I had a conversation with a work colleague recently. We were talking about ageing parents and she mentioned some of her regrets. (She’s older than I am and her parents are both long gone.)
She said she felt pretty close to her mother but has only now become increasing conscious of her missed opportunities. She said it’s particularly ironic because the situation is repeating itself with her own children.
She was ‘once’ close to her mother she said, but – even though they lived in close proximity – didn’t catch up much, and she often felt a little exasperated when she had to do chores for her mother given other competing priorities.
She said her (then teenage) kids still lived at home at the time and she felt relieved she had a better relationship with them than she and her mother had, so was happy that things would be different… when her time came.
Fast forward over a decade and she said she’s surprised to find herself in her mother’s position. Her kids have their own lives and own commitments and she’s often an afterthought. She feels like they see her as a burden and yet she doesn’t mean to be and doesn’t think she is.

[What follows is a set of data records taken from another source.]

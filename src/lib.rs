//! genview
//!
//! Headless page controllers for an image-generation web front end. The two
//! pages of the front end (a prompt form that renders generated images, and
//! a gallery with a lightbox) are driven against an in-memory document
//! instead of a browser DOM, on a single-threaded tokio runtime that plays the
//! part of the page's UI thread.
//!
//! # Layout
//!
//! - [`dom`]: the document model and the shared [`Page`] handle
//! - [`view`]: typed, escaping-safe element builders
//! - [`api`]: the [`GenerationApi`] seam and its reqwest implementation
//! - [`generator`] / [`gallery`]: the page controllers
//! - [`toast`] / [`download`]: notifications and downloads shared by both
//!
//! # Example
//!
//! ```no_run
//! use genview::{GenerationRequest, PageConfig};
//!
//! # async fn run() -> genview::Result<()> {
//! let config = PageConfig {
//!     base_url: "http://127.0.0.1:5000".to_string(),
//!     ..Default::default()
//! };
//! let generator = genview::open_generator(&config, None).await?;
//! let outcome = generator
//!     .handle_submit(GenerationRequest::new("a red fox", "img3"))
//!     .await;
//! println!("{:?}", outcome);
//! # Ok(())
//! # }
//! ```

use std::collections::HashMap;
use std::sync::Arc;

pub mod api;
pub mod dom;
pub mod download;
pub mod error;
pub mod gallery;
pub mod generator;
pub mod logger;
pub mod models;
pub mod pages;
pub mod toast;
pub mod view;

pub use api::{GenerationApi, HttpApi, RequestAction, RequestInfo};
pub use dom::{Document, NodeId, Page, PageEvent, TextSnapshot};
pub use download::{DownloadSink, DownloadTrigger, FsDownloadSink, MemoryDownloadSink};
pub use error::{Error, Result, ValidationError};
pub use gallery::GalleryController;
pub use generator::{GeneratorController, LoadModelsOutcome, SubmitOutcome};
pub use models::{
    GalleryEntry, GenerateResponse, GenerationRequest, ImageResult, ModelDescriptor,
    ModelsResponse, StorageInfo,
};
pub use toast::{Severity, ToastMessage, ToastTiming, Toaster};

/// Configuration shared by every page of a session
///
/// The defaults mirror the browser front end: no request timeout (a hung
/// request keeps the loading overlay up), standard toast timings.
///
/// # Examples
///
/// ```
/// let cfg = genview::PageConfig::default();
/// assert!(cfg.timeout_ms.is_none());
/// assert_eq!(cfg.toast.lifetime.as_millis(), 5000);
/// ```
#[derive(Debug, Clone)]
pub struct PageConfig {
    /// Origin the pages were served from; API paths resolve against it
    pub base_url: String,
    /// User agent string to send with requests
    pub user_agent: String,
    /// Request timeout in milliseconds, `None` waits forever
    pub timeout_ms: Option<u64>,
    /// Extra HTTP headers sent with every request
    pub headers: HashMap<String, String>,
    /// Toast timeline
    pub toast: ToastTiming,
}

impl Default for PageConfig {
    fn default() -> Self {
        Self {
            base_url: "http://127.0.0.1:5000".to_string(),
            user_agent: format!("genview/{}", env!("CARGO_PKG_VERSION")),
            timeout_ms: None,
            headers: HashMap::new(),
            toast: ToastTiming::default(),
        }
    }
}

/// CSS delay for the `index`-th staggered entrance animation (0.1s steps)
pub fn stagger_delay_css(index: usize) -> String {
    if index % 10 == 0 {
        format!("{}s", index / 10)
    } else {
        format!("{}.{}s", index / 10, index % 10)
    }
}

/// Open the bundled generator page against the API at `config.base_url` and
/// run its initialization (including the one-time model load).
///
/// Downloads go to `sink`, or are only recorded when `None`.
pub async fn open_generator(
    config: &PageConfig,
    sink: Option<Arc<dyn DownloadSink>>,
) -> Result<GeneratorController> {
    let api = HttpApi::new(config)?;
    let page = pages::generator_page()?;
    page.with(|doc| doc.set_url(config.base_url.as_str()));
    let toaster = Toaster::attach(&page, config.toast)?;
    let sink = sink.unwrap_or_else(|| Arc::new(MemoryDownloadSink::new()));
    let downloads = DownloadTrigger::new(&page, sink).with_toaster(toaster.clone());
    GeneratorController::init(&page, Arc::new(api), downloads, toaster).await
}

/// Fetch the server-rendered gallery page and bind a controller to it
pub async fn open_gallery(
    config: &PageConfig,
    sink: Option<Arc<dyn DownloadSink>>,
) -> Result<GalleryController> {
    let api = HttpApi::new(config)?;
    let page = pages::fetch_page(&api, api::GALLERY_PATH).await?;
    let toaster = Toaster::attach_or_mount(&page, config.toast);
    let sink = sink.unwrap_or_else(|| Arc::new(MemoryDownloadSink::new()));
    let downloads = DownloadTrigger::new(&page, sink).with_toaster(toaster.clone());
    GalleryController::init(&page, downloads, toaster)
}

I don’t have kids so haven’t been able to ponder on this myself. I think about my own mum who was close to her mother and even though they lived at opposite ‘sides’ of the state they wrote (at least) weekly until my grandmother passed away. I like to think she didn’t drop the ball when it came to her commitments towards her mother just because we came along or life got busy.
Regular readers – or those who follow me on social media – know my mother is very generous. My parents didn’t have a lot. Both left school by 14 or so and worked hard all of their lives to ensure my brother and I had a University education. There were no fancy holidays or dinners out, but they devoted their lives to us in many ways. But not – I think – to the detriment of their own families.
In addition to their own parents my mother and father were incredibly giving to an uncle and aunt of dad’s whose kids lived elsewhere and rarely visited. They set a wonderful example and my 72yr old mother continues to do so as she ferries the ‘oldies’ from her church and social networks around town and to appointments.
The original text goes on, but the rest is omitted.